(RECORDS SUPPLIED begins)

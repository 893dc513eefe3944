// SPDX-License-Identifier: BSD-3-Clause
// Copyright (c) 2026 Aleksandr Ptakhin

//! Compiles a [`QuerySpec`] into a [`QueryPlan`].

use crate::error::Result;
use crate::models::plan::{
    BoostRule, DistanceUnit, FilterClause, GeoSort, MustClause, QueryPlan, Window,
};
use crate::models::query::QuerySpec;

pub const NAME_FIELD: &str = "name";
pub const BRAND_FIELD: &str = "brand";
pub const CITY_FIELD: &str = "city";
pub const STAR_FIELD: &str = "starName";
pub const PRICE_FIELD: &str = "price";
pub const LOCATION_FIELD: &str = "location";

/// Flag set on promoted (paid placement) hotels
pub const PROMOTED_FIELD: &str = "isAD";
pub const PROMOTED_WEIGHT: f64 = 10.0;

/// Build the query plan for a search request.
///
/// Fails only when the request itself is malformed.
pub fn compile(spec: &QuerySpec) -> Result<QueryPlan> {
    spec.validate()?;

    Ok(QueryPlan {
        must: must_clause(spec),
        filters: filter_clauses(spec),
        boost: Some(promoted_boost()),
        sort: spec.origin.map(|origin| GeoSort {
            field: LOCATION_FIELD.to_string(),
            origin,
            unit: DistanceUnit::Kilometers,
        }),
        window: Window {
            offset: u64::from(spec.page - 1) * u64::from(spec.page_size),
            limit: u64::from(spec.page_size),
        },
        aggregations: Vec::new(),
    })
}

fn must_clause(spec: &QuerySpec) -> MustClause {
    match spec.text.as_deref() {
        Some(text) if !text.is_empty() => MustClause::Match {
            field: NAME_FIELD.to_string(),
            text: text.to_string(),
        },
        _ => MustClause::MatchAll,
    }
}

fn filter_clauses(spec: &QuerySpec) -> Vec<FilterClause> {
    let terms = [
        (BRAND_FIELD, &spec.brand),
        (CITY_FIELD, &spec.city),
        (STAR_FIELD, &spec.star_rating),
    ];

    let mut filters: Vec<FilterClause> = terms
        .into_iter()
        .filter_map(|(field, value)| match value.as_deref() {
            Some(value) if !value.is_empty() => Some(FilterClause::Term {
                field: field.to_string(),
                value: value.to_string(),
            }),
            _ => None,
        })
        .collect();

    // A lone bound is ignored; the range applies only when both ends are given.
    if let (Some(gte), Some(lte)) = (spec.min_price, spec.max_price) {
        filters.push(FilterClause::Range {
            field: PRICE_FIELD.to_string(),
            gte,
            lte,
        });
    }

    filters
}

fn promoted_boost() -> BoostRule {
    BoostRule {
        field: PROMOTED_FIELD.to_string(),
        value: true,
        weight: PROMOTED_WEIGHT,
    }
}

(RECORDS SUPPLIED ends)

▸ TASK
Count each line of the listing that contains "QuerySpec" and give the count alone.

▸ SOLUTION TO THIS TASK
5